3. The method for mixed precipitation of tetra-and pentavalent vanadium according to claim 2, wherein when the reducing agent is oxalic acid + ammonium oxalate, at least one of the following conditions is satisfied:

the temperature of the vanadium-containing leaching solution participating in the reduction reaction is 70 +/-3 ℃;

adding oxalic acid according to the pH value of the solution controlled to be 2.0-3.5; the dosage of the ammonium oxalate is controlled according to the molar ratio of total oxalate ions added into the solution to the total vanadium in the leaching solution being 0.2-0.3.

4. The method for mixed precipitation of tetra-and pentavalent vanadium according to claim 2, wherein the reducing agent is tartaric acid, and at least one of the following is satisfied:

the temperature of the vanadium-containing leaching solution participating in the reduction reaction is 80-100 ℃;

the dosage of the tartaric acid is controlled according to the molar ratio of the tartaric acid to the total vanadium in the leaching solution of 0.08-0.12.
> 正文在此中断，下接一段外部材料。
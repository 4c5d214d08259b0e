//! Per-connection handling
//!
//! `Accepted -> Dialing -> (Connected | DialFailed) -> Piping -> Closed`
//!
//! The handler owns the accepted stream from the moment it is called and the
//! remote stream from the moment the dial succeeds. Both are shut down and
//! dropped before `handle` returns, on every path.

use std::net::SocketAddr;
use std::sync::Arc;
use std::time::Duration;

use tokio::io::{AsyncWrite, AsyncWriteExt};
use tracing::{debug, info, warn};

use super::error::DialError;
use super::pipe::{Pipe, PipeResult};
use crate::overlay::{Connection, Overlay, OverlayStream};

/// Handler lifecycle, logged on every transition
#[derive(Debug, Clone, Copy, PartialEq, Eq)]
pub enum ConnectionState {
    Accepted,
    Dialing,
    Connected,
    DialFailed,
    Piping,
    Closed,
}

/// How a handled connection ended
#[derive(Debug)]
pub enum HandleOutcome {
    /// Remote never opened; no bytes were forwarded
    DialFailed(DialError),
    /// Relay ran and both legs are closed
    Closed(PipeResult),
}

/// Relays accepted connections of one transport to its remote address
#[derive(Clone)]
pub struct ConnectionHandler {
    remote_address: Arc<str>,
    overlay: Arc<dyn Overlay>,
    dial_timeout: Duration,
}

impl ConnectionHandler {
    pub fn new(
        remote_address: impl Into<Arc<str>>,
        overlay: Arc<dyn Overlay>,
        dial_timeout: Duration,
    ) -> Self {
        Self {
            remote_address: remote_address.into(),
            overlay,
            dial_timeout,
        }
    }

    /// Handle one accepted connection to completion
    pub async fn handle<L>(&self, mut local: L, peer: SocketAddr) -> HandleOutcome
    where
        L: Connection,
    {
        let remote_address = &*self.remote_address;
        self.transition(peer, ConnectionState::Accepted);
        info!("Connection from {}, connecting {}", peer, remote_address);

        self.transition(peer, ConnectionState::Dialing);
        let mut remote = match self.dial().await {
            Ok(remote) => remote,
            Err(e) => {
                self.transition(peer, ConnectionState::DialFailed);
                warn!("Connect remote {} for {} failed: {}", remote_address, peer, e);
                close_leg(&mut local, "local").await;
                drop(local);
                return HandleOutcome::DialFailed(e);
            }
        };
        self.transition(peer, ConnectionState::Connected);

        info!("Open pipe: {} <== FWD ==> {}", peer, remote_address);
        self.transition(peer, ConnectionState::Piping);
        let result = Pipe::new(&peer.to_string(), remote_address)
            .forward(&mut local, &mut remote)
            .await;

        close_leg(&mut remote, "remote").await;
        drop(remote);
        close_leg(&mut local, "local").await;
        drop(local);
        self.transition(peer, ConnectionState::Closed);

        match &result.terminal_error {
            Some(e) => info!(
                "Close pipe: {} <== FWD ==> {} ({} bytes out, {} bytes in, {:?} ended with error: {})",
                peer, remote_address, result.bytes_forward, result.bytes_backward, result.finished, e
            ),
            None => info!(
                "Close pipe: {} <== FWD ==> {} ({} bytes out, {} bytes in)",
                peer, remote_address, result.bytes_forward, result.bytes_backward
            ),
        }

        HandleOutcome::Closed(result)
    }

    async fn dial(&self) -> Result<OverlayStream, DialError> {
        let address = &*self.remote_address;
        match tokio::time::timeout(self.dial_timeout, self.overlay.dial(address)).await {
            Ok(Ok(stream)) => Ok(stream),
            Ok(Err(source)) => Err(DialError::Overlay {
                address: address.to_string(),
                source,
            }),
            Err(_) => Err(DialError::Timeout {
                address: address.to_string(),
                timeout: self.dial_timeout,
            }),
        }
    }

    fn transition(&self, peer: SocketAddr, state: ConnectionState) {
        debug!("[{} -> {}] {:?}", peer, self.remote_address, state);
    }
}

/// Shut a leg down; the caller drops it right after
async fn close_leg<S>(stream: &mut S, leg: &str)
where
    S: AsyncWrite + Unpin + ?Sized,
{
    if let Err(e) = stream.shutdown().await {
        // Peer already gone is the normal case after a pipe ends
        debug!("Shutdown of {} leg: {}", leg, e);
    }
}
5. The method for mixed precipitation of tetra-and pentavalent vanadium according to claim 2, wherein the reducing agent is ascorbic acid, and at least one of the following is satisfied:

the temperature of the vanadium-containing leaching solution participating in the reduction reaction is 80-100 ℃;

the dosage of the ascorbic acid is controlled according to the molar ratio of the ascorbic acid to the total vanadium in the leaching solution of 0.03-0.06.
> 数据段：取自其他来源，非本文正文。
//! One direction of a relay

use std::io;

use tokio::io::{AsyncRead, AsyncReadExt, AsyncWrite, AsyncWriteExt};
use tracing::debug;

use super::error::CopyError;

/// Copy buffer size (32 KiB)
pub const COPY_BUFFER_SIZE: usize = 0x8000;

/// Copies bytes from one stream to another until EOF or error
///
/// The byte count lives on the copier rather than in the returned future, so
/// it is still readable when the copy was cancelled mid-flight.
pub struct ByteCopier {
    /// Route label for logs, e.g. "10.0.0.5:51234 -> svc:9000"
    route: String,
    buf: Box<[u8]>,
    written: u64,
}

impl ByteCopier {
    pub fn new(route: impl Into<String>) -> Self {
        Self {
            route: route.into(),
            buf: vec![0u8; COPY_BUFFER_SIZE].into_boxed_slice(),
            written: 0,
        }
    }

    /// Bytes delivered to the destination so far
    pub fn bytes_written(&self) -> u64 {
        self.written
    }

    /// Copy until `src` reaches EOF
    ///
    /// Returns the total bytes written. Each chunk read is written whole; if
    /// the destination stops accepting part way through a chunk the copy
    /// aborts with [`CopyError::ShortWrite`].
    pub async fn copy<R, W>(&mut self, src: &mut R, dst: &mut W) -> Result<u64, CopyError>
    where
        R: AsyncRead + Unpin + ?Sized,
        W: AsyncWrite + Unpin + ?Sized,
    {
        loop {
            let nr = match src.read(&mut self.buf).await {
                Ok(0) => return Ok(self.written),
                Ok(n) => n,
                Err(e) if e.kind() == io::ErrorKind::Interrupted => continue,
                Err(e) => return Err(CopyError::Read(e)),
            };

            let nw = self.write_chunk(dst, nr).await?;
            if nw != nr {
                return Err(CopyError::ShortWrite {
                    written: nw,
                    expected: nr,
                });
            }
        }
    }

    /// Write `buf[..len]` to `dst`, returning how much was accepted
    async fn write_chunk<W>(&mut self, dst: &mut W, len: usize) -> Result<usize, CopyError>
    where
        W: AsyncWrite + Unpin + ?Sized,
    {
        let mut nw = 0;
        while nw < len {
            match dst.write(&self.buf[nw..len]).await {
                Ok(0) => break,
                Ok(n) => {
                    nw += n;
                    self.written += n as u64;
                }
                Err(e) if e.kind() == io::ErrorKind::Interrupted => continue,
                Err(e) => return Err(CopyError::Write(e)),
            }
        }

        if nw > 0 {
            debug!("{} == [{} bytes] ==>", self.route, nw);
            dst.flush().await.map_err(CopyError::Write)?;
        }
        Ok(nw)
    }
}

#[cfg(test)]
mod tests {
    use super::*;
    use std::pin::Pin;
    use std::task::{Context, Poll};

    /// Accepts `limit` bytes in total, then reports zero-length writes
    struct StallingWriter {
        accepted: Vec<u8>,
        limit: usize,
    }

    impl AsyncWrite for StallingWriter {
        fn poll_write(
            mut self: Pin<&mut Self>,
            _cx: &mut Context<'_>,
            buf: &[u8],
        ) -> Poll<io::Result<usize>> {
            let room = self.limit - self.accepted.len();
            let n = room.min(buf.len());
            self.accepted.extend_from_slice(&buf[..n]);
            Poll::Ready(Ok(n))
        }

        fn poll_flush(self: Pin<&mut Self>, _cx: &mut Context<'_>) -> Poll<io::Result<()>> {
            Poll::Ready(Ok(()))
        }

        fn poll_shutdown(self: Pin<&mut Self>, _cx: &mut Context<'_>) -> Poll<io::Result<()>> {
            Poll::Ready(Ok(()))
        }
    }

    /// Accepts one byte per write call
    struct TrickleWriter(Vec<u8>);

    impl AsyncWrite for TrickleWriter {
        fn poll_write(
            mut self: Pin<&mut Self>,
            _cx: &mut Context<'_>,
            buf: &[u8],
        ) -> Poll<io::Result<usize>> {
            self.0.push(buf[0]);
            Poll::Ready(Ok(1))
        }

        fn poll_flush(self: Pin<&mut Self>, _cx: &mut Context<'_>) -> Poll<io::Result<()>> {
            Poll::Ready(Ok(()))
        }

        fn poll_shutdown(self: Pin<&mut Self>, _cx: &mut Context<'_>) -> Poll<io::Result<()>> {
            Poll::Ready(Ok(()))
        }
    }

    struct BrokenWriter;

    impl AsyncWrite for BrokenWriter {
        fn poll_write(
            self: Pin<&mut Self>,
            _cx: &mut Context<'_>,
            _buf: &[u8],
        ) -> Poll<io::Result<usize>> {
            Poll::Ready(Err(io::Error::from(io::ErrorKind::BrokenPipe)))
        }

        fn poll_flush(self: Pin<&mut Self>, _cx: &mut Context<'_>) -> Poll<io::Result<()>> {
            Poll::Ready(Ok(()))
        }

        fn poll_shutdown(self: Pin<&mut Self>, _cx: &mut Context<'_>) -> Poll<io::Result<()>> {
            Poll::Ready(Ok(()))
        }
    }

    struct BrokenReader;

    impl AsyncRead for BrokenReader {
        fn poll_read(
            self: Pin<&mut Self>,
            _cx: &mut Context<'_>,
            _buf: &mut tokio::io::ReadBuf<'_>,
        ) -> Poll<io::Result<()>> {
            Poll::Ready(Err(io::Error::from(io::ErrorKind::ConnectionReset)))
        }
    }

    fn payload(len: usize) -> Vec<u8> {
        (0..len).map(|i| (i * 31 % 251) as u8).collect()
    }

    #[tokio::test]
    async fn test_copies_multi_chunk_payload_in_order() {
        let data = payload(COPY_BUFFER_SIZE * 5 + 123);
        let (mut client, mut server) = tokio::io::duplex(4096);

        let expected = data.clone();
        let writer = tokio::spawn(async move {
            client.write_all(&expected).await.unwrap();
            // dropping the client end is EOF for the copier
        });

        let mut out = Vec::new();
        let mut copier = ByteCopier::new("test");
        let n = copier.copy(&mut server, &mut out).await.unwrap();
        writer.await.unwrap();

        assert_eq!(n, data.len() as u64);
        assert_eq!(copier.bytes_written(), data.len() as u64);
        assert_eq!(out, data);
    }

    #[tokio::test]
    async fn test_immediate_eof() {
        let mut src: &[u8] = &[];
        let mut out = Vec::new();
        let mut copier = ByteCopier::new("test");
        assert_eq!(copier.copy(&mut src, &mut out).await.unwrap(), 0);
        assert!(out.is_empty());
    }

    #[tokio::test]
    async fn test_partial_progress_within_chunk_is_not_short() {
        let mut src: &[u8] = b"hello world";
        let mut dst = TrickleWriter(Vec::new());
        let mut copier = ByteCopier::new("test");

        assert_eq!(copier.copy(&mut src, &mut dst).await.unwrap(), 11);
        assert_eq!(dst.0, b"hello world");
    }

    #[tokio::test]
    async fn test_short_write_stops_copy() {
        let data = payload(100);
        let mut src = std::io::Cursor::new(data.clone());
        let mut dst = StallingWriter {
            accepted: Vec::new(),
            limit: 10,
        };
        let mut copier = ByteCopier::new("test");

        let err = copier.copy(&mut src, &mut dst).await.unwrap_err();
        assert!(matches!(
            err,
            CopyError::ShortWrite {
                written: 10,
                expected: 100
            }
        ));
        assert_eq!(copier.bytes_written(), 10);
        assert_eq!(dst.accepted, &data[..10]);
    }

    #[tokio::test]
    async fn test_short_write_does_not_read_further() {
        // Source larger than one buffer: only the first chunk may be consumed
        let data = payload(COPY_BUFFER_SIZE * 3);
        let mut src = std::io::Cursor::new(data);
        let mut dst = StallingWriter {
            accepted: Vec::new(),
            limit: 1,
        };
        let mut copier = ByteCopier::new("test");

        assert!(copier.copy(&mut src, &mut dst).await.is_err());
        assert_eq!(src.position(), COPY_BUFFER_SIZE as u64);
    }

    #[tokio::test]
    async fn test_write_error_surfaces() {
        let mut src: &[u8] = b"data";
        let mut copier = ByteCopier::new("test");
        let err = copier.copy(&mut src, &mut BrokenWriter).await.unwrap_err();
        assert!(matches!(err, CopyError::Write(e) if e.kind() == io::ErrorKind::BrokenPipe));
        assert_eq!(copier.bytes_written(), 0);
    }

    #[tokio::test]
    async fn test_read_error_surfaces() {
        let mut out = Vec::new();
        let mut copier = ByteCopier::new("test");
        let err = copier.copy(&mut BrokenReader, &mut out).await.unwrap_err();
        assert!(matches!(err, CopyError::Read(e) if e.kind() == io::ErrorKind::ConnectionReset));
    }
}
//! Overlay error types

use thiserror::Error;

#[derive(Error, Debug)]
pub enum OverlayError {
    #[error("Connection failed: {0}")]
    ConnectionFailed(String),

    #[error("Authentication failed: {0}")]
    AuthenticationFailed(String),

    #[error("Key error: {0}")]
    KeyError(String),

    #[error("Channel error: {0}")]
    ChannelError(String),

    #[error("Invalid address: {0}")]
    InvalidAddress(String),

    #[error("Overlay not started")]
    NotStarted,

    #[error("Timeout: {0}")]
    Timeout(String),

    #[error("IO error: {0}")]
    IoError(#[from] std::io::Error),

    #[error("Disconnected")]
    Disconnected,
}

impl From<russh::Error> for OverlayError {
    fn from(err: russh::Error) -> Self {
        OverlayError::ConnectionFailed(err.to_string())
    }
}

impl From<russh::keys::Error> for OverlayError {
    fn from(err: russh::keys::Error) -> Self {
        OverlayError::KeyError(err.to_string())
    }
}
6. The method for mixed precipitation of tetra-and pentavalent vanadium according to any one of claims 1 to 5, wherein the ammonium-containing carbonate is ammonium carbonate and/or ammonium bicarbonate.

7. The method for mixing and precipitating the tetravalence and pentavalence vanadium as claimed in claim 6, wherein the leachate containing vanadium is purified by sodium aluminate before use, and the amount of the sodium aluminate is controlled according to the molar ratio of Al/Si of 0.6-2.0.
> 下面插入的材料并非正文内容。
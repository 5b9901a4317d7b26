#![forbid(unsafe_code)]

// Connection pool - one lazily created channel per room

use crate::channel::{ChannelConnector, SendChannel};
use crate::error::LoadResult;
use futures_util::future::join_all;
use parking_lot::RwLock;
use std::collections::HashMap;
use std::sync::Arc;
use tracing::{debug, info};

/// Maps room id to a connected channel, creating or replacing it on demand.
///
/// Lookups take a read lock only. Creation happens under a single async lock with a
/// re-check, so concurrent callers for the same room share one connect attempt.
/// Connect failures are returned to the caller; retry is the caller's business.
pub struct ChannelPool {
    connector: Arc<dyn ChannelConnector>,
    channels: RwLock<HashMap<u32, Arc<dyn SendChannel>>>,
    create_lock: tokio::sync::Mutex<()>,
}

impl ChannelPool {
    pub fn new(connector: Arc<dyn ChannelConnector>) -> Self {
        Self {
            connector,
            channels: RwLock::new(HashMap::new()),
            create_lock: tokio::sync::Mutex::new(()),
        }
    }

    /// Returns the channel for `room_id`, connecting a new one if none is cached or
    /// the cached one is no longer open.
    pub async fn channel(&self, room_id: u32) -> LoadResult<Arc<dyn SendChannel>> {
        if let Some(channel) = self.cached_open(room_id) {
            return Ok(channel);
        }

        let _guard = self.create_lock.lock().await;
        if let Some(channel) = self.cached_open(room_id) {
            return Ok(channel);
        }

        let fresh = self.connector.connect(room_id).await?;
        let stale = self.channels.write().insert(room_id, fresh.clone());
        match stale {
            Some(stale) if !std::ptr::addr_eq(Arc::as_ptr(&stale), Arc::as_ptr(&fresh)) => {
                debug!("room {}: replacing closed channel", room_id);
                stale.close().await;
            }
            Some(_) => {}
            None => debug!("room {}: channel created", room_id),
        }
        Ok(fresh)
    }

    /// Reconnects `channel` in place unless another caller already reopened it.
    ///
    /// Serialized with channel creation so a closed channel shared by several
    /// workers is reconnected once.
    pub async fn reopen(&self, room_id: u32, channel: &Arc<dyn SendChannel>) -> LoadResult<()> {
        let _guard = self.create_lock.lock().await;
        if channel.is_open() {
            return Ok(());
        }
        debug!("room {}: reconnecting channel", room_id);
        channel.reconnect().await
    }

    fn cached_open(&self, room_id: u32) -> Option<Arc<dyn SendChannel>> {
        self.channels
            .read()
            .get(&room_id)
            .filter(|channel| channel.is_open())
            .cloned()
    }

    /// Closes and forgets every pooled channel, closing them concurrently.
    pub async fn close_all(&self) {
        let drained: Vec<_> = self.channels.write().drain().map(|(_, channel)| channel).collect();
        let count = drained.len();
        join_all(drained.iter().map(|channel| channel.close())).await;
        info!("Closed {} pooled channels", count);
    }

    pub fn len(&self) -> usize {
        self.channels.read().len()
    }

    pub fn is_empty(&self) -> bool {
        self.channels.read().is_empty()
    }
}
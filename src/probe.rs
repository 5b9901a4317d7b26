#![forbid(unsafe_code)]

// Round-trip-time probe and Little's Law estimates

use crate::channel::{FrameListener, SendChannel, WsChannel};
use crate::error::{LoadError, LoadResult};
use crate::message::{AckFrame, MessageKind, OutboundUnit};
use crate::metrics::Metrics;
use chrono::Utc;
use dashmap::DashMap;
use std::sync::atomic::{AtomicU64, AtomicUsize, Ordering};
use std::sync::Arc;
use std::time::Duration;
use tokio::sync::Notify;
use tokio::time::Instant;
use tracing::{debug, info, warn};

/// `concurrency / latency`, with latency floored at one microsecond.
pub fn predicted_throughput(concurrency: f64, mean_latency_secs: f64) -> f64 {
    concurrency / mean_latency_secs.max(1e-6)
}

/// `throughput * latency`: the concurrency a measured run actually sustained.
pub fn implied_concurrency(throughput: f64, mean_latency_secs: f64) -> f64 {
    throughput * mean_latency_secs
}

/// Result of a completed probe
#[derive(Debug, Clone, Copy, PartialEq)]
pub struct ProbeReport {
    pub samples: usize,
    pub mean_rtt: Duration,
}

impl ProbeReport {
    pub fn mean_rtt_ms(&self) -> f64 {
        self.mean_rtt.as_secs_f64() * 1000.0
    }

    pub fn mean_rtt_secs(&self) -> f64 {
        self.mean_rtt.as_secs_f64()
    }
}

/// Listener state for one probe run.
///
/// Install it on the probe channel before calling [`RttProbe::measure_on`].
#[derive(Default)]
pub struct ProbeSession {
    sent_at: DashMap<u64, Instant>,
    total_nanos: AtomicU64,
    matched: AtomicUsize,
    unparseable: AtomicUsize,
    remaining: AtomicUsize,
    done: Notify,
}

impl ProbeSession {
    pub fn new() -> Self {
        Self::default()
    }

    fn begin(&self, samples: usize) {
        self.sent_at.clear();
        self.total_nanos.store(0, Ordering::Relaxed);
        self.matched.store(0, Ordering::Relaxed);
        self.unparseable.store(0, Ordering::Relaxed);
        self.remaining.store(samples, Ordering::Release);
    }

    fn mark_sent(&self, seq_id: u64) {
        self.sent_at.insert(seq_id, Instant::now());
    }

    fn remaining(&self) -> usize {
        self.remaining.load(Ordering::Acquire)
    }

    fn timeout_error(&self) -> LoadError {
        LoadError::ProbeTimeout {
            matched: self.matched.load(Ordering::Relaxed),
            remaining: self.remaining(),
            unparseable: self.unparseable.load(Ordering::Relaxed),
        }
    }
}

impl FrameListener for ProbeSession {
    fn on_frame(&self, text: &str) {
        let Some(seq_id) = AckFrame::parse(text).ok().and_then(|frame| frame.seq_id()) else {
            self.unparseable.fetch_add(1, Ordering::Relaxed);
            return;
        };
        let Some((_, sent)) = self.sent_at.remove(&seq_id) else {
            return;
        };

        let elapsed = Instant::now().saturating_duration_since(sent);
        let nanos = u64::try_from(elapsed.as_nanos()).unwrap_or(u64::MAX);
        self.total_nanos.fetch_add(nanos, Ordering::Relaxed);
        self.matched.fetch_add(1, Ordering::Relaxed);
        if self.remaining.fetch_sub(1, Ordering::AcqRel) == 1 {
            self.done.notify_one();
        }
    }
}

/// Measures mean round-trip time over a dedicated connection.
#[derive(Debug, Clone, Copy)]
pub struct RttProbe {
    connect_timeout: Duration,
    overall_timeout: Duration,
}

impl Default for RttProbe {
    fn default() -> Self {
        Self::new(Duration::from_secs(5), Duration::from_secs(10))
    }
}

impl RttProbe {
    pub fn new(connect_timeout: Duration, overall_timeout: Duration) -> Self {
        Self {
            connect_timeout,
            overall_timeout,
        }
    }

    /// Opens a WebSocket to `url`, probes it and closes it again.
    pub async fn measure(&self, url: &str, samples: usize) -> LoadResult<ProbeReport> {
        let session = Arc::new(ProbeSession::new());
        let listener: Arc<dyn FrameListener> = session.clone();
        let channel = WsChannel::new(url, self.connect_timeout, Metrics::new(), Some(listener));
        channel.connect().await?;

        let result = self.measure_on(&channel, &session, samples).await;
        channel.close().await;
        result
    }

    /// Sends `samples` tagged probes over `channel` and waits for every echo.
    ///
    /// # Errors
    /// `Config` for zero samples, the channel's error if a probe can't be sent, or
    /// `ProbeTimeout` when echoes are still missing after the overall timeout.
    pub async fn measure_on(
        &self,
        channel: &dyn SendChannel,
        session: &ProbeSession,
        samples: usize,
    ) -> LoadResult<ProbeReport> {
        if samples == 0 {
            return Err(LoadError::Config("probe needs at least one sample".to_string()));
        }
        session.begin(samples);
        let deadline = Instant::now() + self.overall_timeout;

        for seq_id in 0..samples as u64 {
            let payload = OutboundUnit::new(seq_id, 0, "probe", "probe", 0, MessageKind::Text, Utc::now())
                .to_wire_json()?;
            session.mark_sent(seq_id);
            channel.send(payload).await?;
        }
        debug!("probe: {} samples sent", samples);

        while session.remaining() > 0 {
            if tokio::time::timeout_at(deadline, session.done.notified()).await.is_err() {
                let err = session.timeout_error();
                warn!("probe: {}", err);
                return Err(err);
            }
        }

        let report = ProbeReport {
            samples,
            mean_rtt: mean_of(session.total_nanos.load(Ordering::Relaxed), samples),
        };
        info!("probe: mean RTT {:.3} ms over {} samples", report.mean_rtt_ms(), samples);
        Ok(report)
    }
}

fn mean_of(total_nanos: u64, samples: usize) -> Duration {
    Duration::from_nanos(total_nanos / (samples as u64).max(1))
}

#[cfg(test)]
mod tests {
    use super::*;
    use crate::channel::StubChannel;

    #[test]
    fn test_mean_of_large_sample_counts() {
        assert_eq!(mean_of(100, 4), Duration::from_nanos(25));
        assert_eq!(mean_of(8 << 32, 1 << 32), Duration::from_nanos(8));
        assert_eq!(mean_of(u64::MAX, usize::MAX), Duration::from_nanos(1));
    }

    #[test]
    fn test_littles_law() {
        assert!((predicted_throughput(4.0, 0.002) - 2000.0).abs() < 1e-9);
        assert!((predicted_throughput(4.0, 0.0) - 4_000_000.0).abs() < 1e-3);
        assert!((implied_concurrency(2000.0, 0.002) - 4.0).abs() < 1e-9);
    }

    #[tokio::test(start_paused = true)]
    async fn test_fixed_latency_echo_gives_exact_mean() {
        let latency = Duration::from_millis(25);
        let session = Arc::new(ProbeSession::new());
        let channel = StubChannel::open().with_listener(session.clone()).echo_after(latency);

        let report = RttProbe::default().measure_on(&channel, &session, 200).await.unwrap();
        assert_eq!(report.samples, 200);
        assert!((report.mean_rtt_ms() - 25.0).abs() < 1e-6, "mean {}", report.mean_rtt_ms());
    }

    #[tokio::test(start_paused = true)]
    async fn test_missing_echoes_time_out_with_counts() {
        let session = Arc::new(ProbeSession::new());
        let channel = StubChannel::open();

        let err = RttProbe::default().measure_on(&channel, &session, 10).await.unwrap_err();
        match err {
            LoadError::ProbeTimeout {
                matched,
                remaining,
                unparseable,
            } => {
                assert_eq!(matched, 0);
                assert_eq!(remaining, 10);
                assert_eq!(unparseable, 0);
            }
            other => panic!("unexpected error {other}"),
        }
    }

    #[tokio::test]
    async fn test_zero_samples_rejected() {
        let session = ProbeSession::new();
        let channel = StubChannel::open();
        let result = RttProbe::default().measure_on(&channel, &session, 0).await;
        assert!(matches!(result, Err(LoadError::Config(_))));
    }

    #[test]
    fn test_session_counts_noise() {
        let session = ProbeSession::new();
        session.begin(1);
        session.on_frame("garbage");
        session.on_frame(r#"{"status":"OK","data":{"message":"seq:99|probe"}}"#);
        assert_eq!(session.unparseable.load(Ordering::Relaxed), 1);
        assert_eq!(session.remaining(), 1);
    }
}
8. The method for mixed precipitation of tetravalent and pentavalent vanadium according to claim 7, wherein the vanadium-containing leachate is prepared by the following method: mixing vanadium slag and calcium salt uniformly, and roasting at 800-950 ℃ for 40-200 min to obtain roasted clinker; and (3) stirring and leaching the roasted clinker for 30-150 min by using a sodium-containing carbonate solution at 80-100 ℃, and performing solid-liquid separation to obtain a vanadium-containing leaching solution, wherein the amount of the calcium salt is 0-8% of the weight of the vanadium slag by taking CaO as an amount.

9. The method for mixed precipitation of tetra-and pentavalent vanadium according to claim 8, characterized in that at least one of the following is satisfied:

the calcium salt is more than one of calcium carbonate, calcium hydroxide or calcium oxide;

the sodium-containing carbonate is sodium carbonate and/or sodium bicarbonate;

the sodium carbonate is used in an amount of CO₃ ^2-The molar weight of vanadium in the roasting clinker is 1.5-3.5 times;

when leaching, the ratio of the solution to the roasted clinker is 1.8-3.0 mL: 1g of the total weight of the composition.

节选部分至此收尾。